Saturday, February 19, 2011

Crap that will piss someone off, 2/19/11

So I am having a really hard time with the shiny bright side of this whole situation.

I live in a HOSPITAL! I get out of bed when i have to pee. but FYI its a risk. to my son, but i cant pee on my bed anymore or i would freak out.

I eat what the Hospital provides, sometimes, (but not all the time) things i pick. but lets face it. it is stuff that EVERYONE complains about when talking about the hospital stay. I get to eat here for 123 days. YAY ME

I live in my bed, I have eat in my bed, i brush my teeth in bed, because standing of two minutes to brush my teeth could end my pregnancy. which is NOT AN OPTION.

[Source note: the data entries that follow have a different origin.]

//! Pure layout helpers shared by the essay and template grids.

/// Cards per row on the saved-essay screen.
pub const ESSAY_GRID_COLUMNS: usize = 2;

const NARROW_MAX_WIDTH: f64 = 480.0;
const MEDIUM_MAX_WIDTH: f64 = 768.0;

/// Returns a copy of `items` with the most recently appended item first.
pub fn newest_first<T: Clone>(items: &[T]) -> Vec<T> {
    items.iter().rev().cloned().collect()
}

/// Partitions `items` into rows of `columns`, keeping order.
///
/// The last row holds the remainder when `items.len()` is not a multiple of
/// `columns`. A `columns` of zero is treated as one.
pub fn chunk_rows<T: Clone>(items: &[T], columns: usize) -> Vec<Vec<T>> {
    items
        .chunks(columns.max(1))
        .map(<[T]>::to_vec)
        .collect()
}

/// Template grid column count for a viewport width.
///
/// Boundaries belong to the lower bracket: `480 -> 1`, `768 -> 2`.
pub fn template_columns(width: f64) -> usize {
    if width > MEDIUM_MAX_WIDTH {
        4
    } else if width > NARROW_MAX_WIDTH {
        2
    } else {
        1
    }
}

#[cfg(test)]
mod tests {
    use super::{chunk_rows, newest_first, template_columns};

    #[test]
    fn reverse_then_chunk_pairs() {
        let rows = chunk_rows(&newest_first(&["e1", "e2", "e3"]), 2);
        assert_eq!(rows, vec![vec!["e3", "e2"], vec!["e1"]]);
    }

    #[test]
    fn chunking_empty_yields_no_rows() {
        let rows = chunk_rows::<u8>(&[], 2);
        assert!(rows.is_empty());
    }

    #[test]
    fn zero_columns_behaves_like_one() {
        assert_eq!(chunk_rows(&[1, 2], 0), vec![vec![1], vec![2]]);
    }

    #[test]
    fn column_count_brackets() {
        assert_eq!(template_columns(400.0), 1);
        assert_eq!(template_columns(480.0), 1);
        assert_eq!(template_columns(500.0), 2);
        assert_eq!(template_columns(768.0), 2);
        assert_eq!(template_columns(800.0), 4);
        assert_eq!(template_columns(0.0), 1);
    }
}
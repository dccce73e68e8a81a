//! Screen-level use-case services.
//!
//! # Responsibility
//! - Turn storage and backend results into plain view models.
//! - Keep the UI shell free of storage, network and file-system details.
//!
//! # Invariants
//! - Service methods never panic and never leak raw errors to the shell;
//!   failures surface as `UserNotice`s.

pub mod argument;
pub mod essay_list;
pub mod export;
pub mod grid;
pub mod template_picker;
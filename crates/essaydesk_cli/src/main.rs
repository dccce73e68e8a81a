//! Command-line driver for EssayDesk core use-cases.
//!
//! # Responsibility
//! - Run the same presenters and services the mobile shell uses.
//! - Print notices the way the shell would show its alerts.

use std::path::{Path, PathBuf};
use std::time::Duration;

use anyhow::{anyhow, bail, Context};
use clap::{Parser, Subcommand};
use essaydesk_core::config::{
    normalize_base_url, ENV_BACKEND_URL, ENV_DB_PATH, ENV_HTTP_TIMEOUT_SECS, ENV_LOG_DIR,
    ENV_LOG_LEVEL,
};
use essaydesk_core::db::open_db;
use essaydesk_core::{
    init_logging_with, ArgumentComposer, BackendClient, CoreConfig, EssayListPresenter,
    EssayListView, EssayRecord, EssayStore, ExportService, LogSettings, NoShareSheet,
    ScreenLifecycle, SqliteKvStore, SubmitRejected, TemplatePicker, UserNotice,
};
use log::info;

#[derive(Debug, Parser)]
#[command(name = "essaydesk")]
#[command(about = "Saved essays, templates and argument generation from the terminal")]
struct Cli {
    /// Template/generation backend base URL
    #[arg(long, env = ENV_BACKEND_URL)]
    backend_url: Option<String>,

    /// SQLite file holding saved essays
    #[arg(long, env = ENV_DB_PATH)]
    db_path: Option<PathBuf>,

    /// Backend request timeout in seconds
    #[arg(long, env = ENV_HTTP_TIMEOUT_SECS)]
    http_timeout_secs: Option<u64>,

    /// trace|debug|info|warn|error
    #[arg(long, env = ENV_LOG_LEVEL)]
    log_level: Option<String>,

    /// Absolute directory for rotating log files
    #[arg(long, env = ENV_LOG_DIR)]
    log_dir: Option<PathBuf>,

    #[command(subcommand)]
    cmd: Command,
}

#[derive(Debug, Subcommand)]
enum Command {
    /// Show saved essays as a two-column grid, newest first
    List,
    /// Print one saved essay
    Show { id: String },
    /// Save a new essay
    Add {
        #[arg(long)]
        title: String,
        #[arg(long)]
        text: String,
        /// Explicit id; generated when omitted
        #[arg(long)]
        id: Option<String>,
    },
    /// Delete a saved essay
    Delete { id: String },
    /// Write `{title}.txt` for a saved essay
    Export {
        id: String,
        #[arg(long, default_value = ".")]
        dir: PathBuf,
    },
    /// Fetch writing templates
    Templates {
        /// Viewport width used for the column layout
        #[arg(long, default_value_t = 800.0)]
        width: f64,
    },
    /// Generate an argumentative essay for a theme
    Generate { theme: String },
}

#[tokio::main]
async fn main() -> anyhow::Result<()> {
    let cli = Cli::parse();
    let config = resolve_config(&cli);

    let settings = LogSettings::from_config(&config).map_err(|err| anyhow!(err))?;
    init_logging_with(settings).map_err(|err| anyhow!(err))?;
    info!("event=cli_start module=cli status=ok");

    match &cli.cmd {
        Command::List => cmd_list(&config),
        Command::Show { id } => cmd_show(&config, id),
        Command::Add { title, text, id } => cmd_add(&config, title, text, id.as_deref()),
        Command::Delete { id } => cmd_delete(&config, id),
        Command::Export { id, dir } => cmd_export(&config, id, dir),
        Command::Templates { width } => cmd_templates(&config, *width).await,
        Command::Generate { theme } => cmd_generate(&config, theme).await,
    }
}

// ── Helpers ─────────────────────────────────────────────────────────────────

fn resolve_config(cli: &Cli) -> CoreConfig {
    let mut config = CoreConfig::from_env();
    if let Some(url) = cli.backend_url.as_deref() {
        config.backend_base_url = normalize_base_url(url);
    }
    if let Some(path) = &cli.db_path {
        config.db_path = path.clone();
    }
    if let Some(secs) = cli.http_timeout_secs.filter(|secs| *secs > 0) {
        config.http_timeout = Duration::from_secs(secs);
    }
    if let Some(level) = &cli.log_level {
        config.log_level = level.clone();
    }
    if let Some(dir) = &cli.log_dir {
        config.log_dir = dir.clone();
    }
    config
}

fn with_presenter<T>(
    config: &CoreConfig,
    f: impl FnOnce(&mut EssayListPresenter<SqliteKvStore<'_>>) -> anyhow::Result<T>,
) -> anyhow::Result<T> {
    let conn = open_db(&config.db_path)
        .with_context(|| format!("open essay store {}", config.db_path.display()))?;
    let mut presenter = EssayListPresenter::new(EssayStore::new(SqliteKvStore::new(&conn)));
    presenter.on_focus();
    f(&mut presenter)
}

fn backend(config: &CoreConfig) -> anyhow::Result<BackendClient> {
    BackendClient::from_config(config).context("build backend client")
}

/// Prints a notice; error notices end the command with a failure status.
fn report(notice: UserNotice) -> anyhow::Result<()> {
    if notice.is_error() {
        bail!("{}: {}", notice.title, notice.message);
    }
    println!("{}: {}", notice.title, notice.message);
    Ok(())
}

// ── Commands ────────────────────────────────────────────────────────────────

fn cmd_list(config: &CoreConfig) -> anyhow::Result<()> {
    with_presenter(config, |presenter| {
        match presenter.view() {
            EssayListView::Empty { message } => println!("{message}"),
            EssayListView::Grid { rows } => {
                for row in rows {
                    let right = row
                        .right
                        .map(|card| format!("{} [{}]", card.title, card.id))
                        .unwrap_or_default();
                    println!("{} [{}]\t{}", row.left.title, row.left.id, right);
                }
            }
        }
        Ok(())
    })
}

fn cmd_show(config: &CoreConfig, id: &str) -> anyhow::Result<()> {
    with_presenter(config, |presenter| {
        let request = presenter
            .open(id)
            .ok_or_else(|| anyhow!("essay not found: {id}"))?;
        for (key, value) in &request.params {
            println!("{key}: {value}");
        }
        Ok(())
    })
}

fn cmd_add(config: &CoreConfig, title: &str, text: &str, id: Option<&str>) -> anyhow::Result<()> {
    let record = match id {
        Some(id) => EssayRecord::with_id(id, title, text)?,
        None => EssayRecord::new(title, text),
    };
    let conn = open_db(&config.db_path)
        .with_context(|| format!("open essay store {}", config.db_path.display()))?;
    EssayStore::new(SqliteKvStore::new(&conn))
        .save(&record)
        .context("save essay")?;
    println!("{}", record.id);
    Ok(())
}

fn cmd_delete(config: &CoreConfig, id: &str) -> anyhow::Result<()> {
    with_presenter(config, |presenter| report(presenter.delete(id)))
}

fn cmd_export(config: &CoreConfig, id: &str, dir: &Path) -> anyhow::Result<()> {
    let exporter = ExportService::native(dir, NoShareSheet);
    with_presenter(config, |presenter| report(presenter.export(id, &exporter)))
}

async fn cmd_templates(config: &CoreConfig, width: f64) -> anyhow::Result<()> {
    let backend = backend(config)?;
    let mut picker = TemplatePicker::new();
    picker.mount(&backend).await;
    if let Some(notice) = picker.notice().cloned() {
        return report(notice);
    }
    for row in picker.layout(width) {
        let cells: Vec<String> = row
            .iter()
            .map(|card| format!("{} [{}]", card.title, card.id))
            .collect();
        println!("{}", cells.join("\t"));
    }
    Ok(())
}

async fn cmd_generate(config: &CoreConfig, theme: &str) -> anyhow::Result<()> {
    let backend = backend(config)?;
    let mut composer = ArgumentComposer::new();
    composer.on_focus();
    composer.set_theme(theme);
    match composer.submit(&backend).await {
        Ok(()) => {}
        Err(SubmitRejected::EmptyTheme(notice)) => return report(notice),
        Err(SubmitRejected::Busy) => bail!("a generation request is already running"),
    }
    println!("{}", composer.response());
    Ok(())
}
//! Navigation requests handed to the UI shell.
//!
//! Screens exchange plain string-keyed parameter maps; the key names match
//! what the existing screens read (`titulo`, `texto`, `modeloTexto`, ...).

use std::collections::BTreeMap;

pub const PARAM_ID: &str = "id";
pub const PARAM_TITLE: &str = "titulo";
pub const PARAM_TEXT: &str = "texto";
pub const PARAM_TEMPLATE_TEXT: &str = "modeloTexto";
pub const PARAM_TEMPLATE_TITLE: &str = "modeloTitulo";

/// Destination screens reachable from this core.
#[derive(Debug, Clone, Copy, PartialEq, Eq)]
pub enum Route {
    /// Read-only essay detail.
    EssayDetail,
    /// Editor seeded from a template.
    TemplateEditor,
    /// Editor starting from an empty page.
    BlankEditor,
}

impl Route {
    pub fn path(self) -> &'static str {
        match self {
            Self::EssayDetail => "/visualizacao",
            Self::TemplateEditor => "/editmodelo",
            Self::BlankEditor => "/criarredacao",
        }
    }
}

/// A request to push `route` with `params`.
#[derive(Debug, Clone, PartialEq, Eq)]
pub struct NavigationRequest {
    pub route: Route,
    pub params: BTreeMap<String, String>,
}

impl NavigationRequest {
    pub fn to(route: Route) -> Self {
        Self {
            route,
            params: BTreeMap::new(),
        }
    }

    pub fn param(mut self, key: &str, value: impl Into<String>) -> Self {
        self.params.insert(key.to_string(), value.into());
        self
    }

    pub fn get(&self, key: &str) -> Option<&str> {
        self.params.get(key).map(String::as_str)
    }
}
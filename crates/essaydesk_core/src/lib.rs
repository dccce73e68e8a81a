//! Core logic for EssayDesk, a writing-assistant client.
//! Screens in the UI shell render the view models produced here and hand
//! user actions back; storage, export and backend access stay in this crate.

pub mod config;
pub mod db;
pub mod error;
pub mod kv;
pub mod logging;
pub mod model;
pub mod nav;
pub mod notice;
pub mod remote;
pub mod repo;
pub mod screen;
pub mod service;

pub use config::CoreConfig;
pub use error::{report_failure, FailureKind};
pub use kv::{KeyValueStore, KvError, KvResult, MemoryKvStore, SqliteKvStore};
pub use logging::{default_log_level, init_logging, init_logging_with, logging_status, LogSettings};
pub use model::essay::{EssayId, EssayRecord, EssayValidationError};
pub use model::template::TemplateRecord;
pub use nav::{NavigationRequest, Route};
pub use notice::{NoticeLevel, UserNotice};
pub use remote::backend::{BackendClient, BackendError, BackendResult, EssayBackend};
pub use repo::essay_store::{EssayStore, StoreError, StoreResult, ESSAYS_KEY};
pub use screen::{Liveness, LivenessToken, ScreenLifecycle};
pub use service::argument::{ArgumentComposer, GenerationTicket, SubmitRejected};
pub use service::essay_list::{EssayCard, EssayListPresenter, EssayListView, EssayRow};
pub use service::export::{
    BrowserDownload, DownloadTrigger, ExportError, ExportFile, ExportReceipt, ExportService,
    NoShareSheet, ShareSheet,
};
pub use service::grid::{chunk_rows, newest_first, template_columns};
pub use service::template_picker::{TemplateCard, TemplatePicker};

/// Minimal health-check API for early integration.
pub fn ping() -> &'static str {
    "pong"
}

/// Returns the core crate version.
pub fn core_version() -> &'static str {
    env!("CARGO_PKG_VERSION")
}

#[cfg(test)]
mod tests {
    use super::{core_version, ping};

    #[test]
    fn ping_returns_pong() {
        assert_eq!(ping(), "pong");
    }

    #[test]
    fn version_is_not_empty() {
        assert!(!core_version().is_empty());
    }
}
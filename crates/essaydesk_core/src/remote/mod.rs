//! Remote backend access.
//!
//! # Responsibility
//! - Speak the template listing and essay generation HTTP contracts.
//! - Validate response shapes before anything reaches a presenter.
//!
//! # Invariants
//! - Requests are issued once; nothing here retries.

pub mod backend;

because i live in bed means all my activities happen in my bed which include but are not limited to..... coloring, cross stitching, facebooking, leg excises, tv watching, all of which i am very grateful to have available to me. however i drop something. I have to call someone to get it. i lose something in the covers i have to try to find it.. which takes a lot of moving which i am not really suppose to do. because movement stresses my uterus which holds Conner, which needs to not be stressed because i need it to continue to hold Conner. so losing things which does happen, ex. Phones, speakers for the TV, Pens, God countless pens, Crayons, markers, needles, as well a zillions of crumbs that later make me itch, and get horribly uncomfortable. granted i am allowed to request my bed be Remade/changed but that requires movement from one bed or have it made around me with also requires movement, which endangers Conner. so really it is a toss up, i can request it. and be jostled and moved or i can wait for my next bath which happens about once a blue moon, or every Saturday, and thursday, if i remind them that it is Saturday, or thursday.

and I know i should just be grateful.

I would like to make it Clear i am not complaining about the way i have to live. I am Grateful that i am still pregnant, I know that there are woman out there that can not, and would more then take my place to be able to have the blessing that i have, by having children.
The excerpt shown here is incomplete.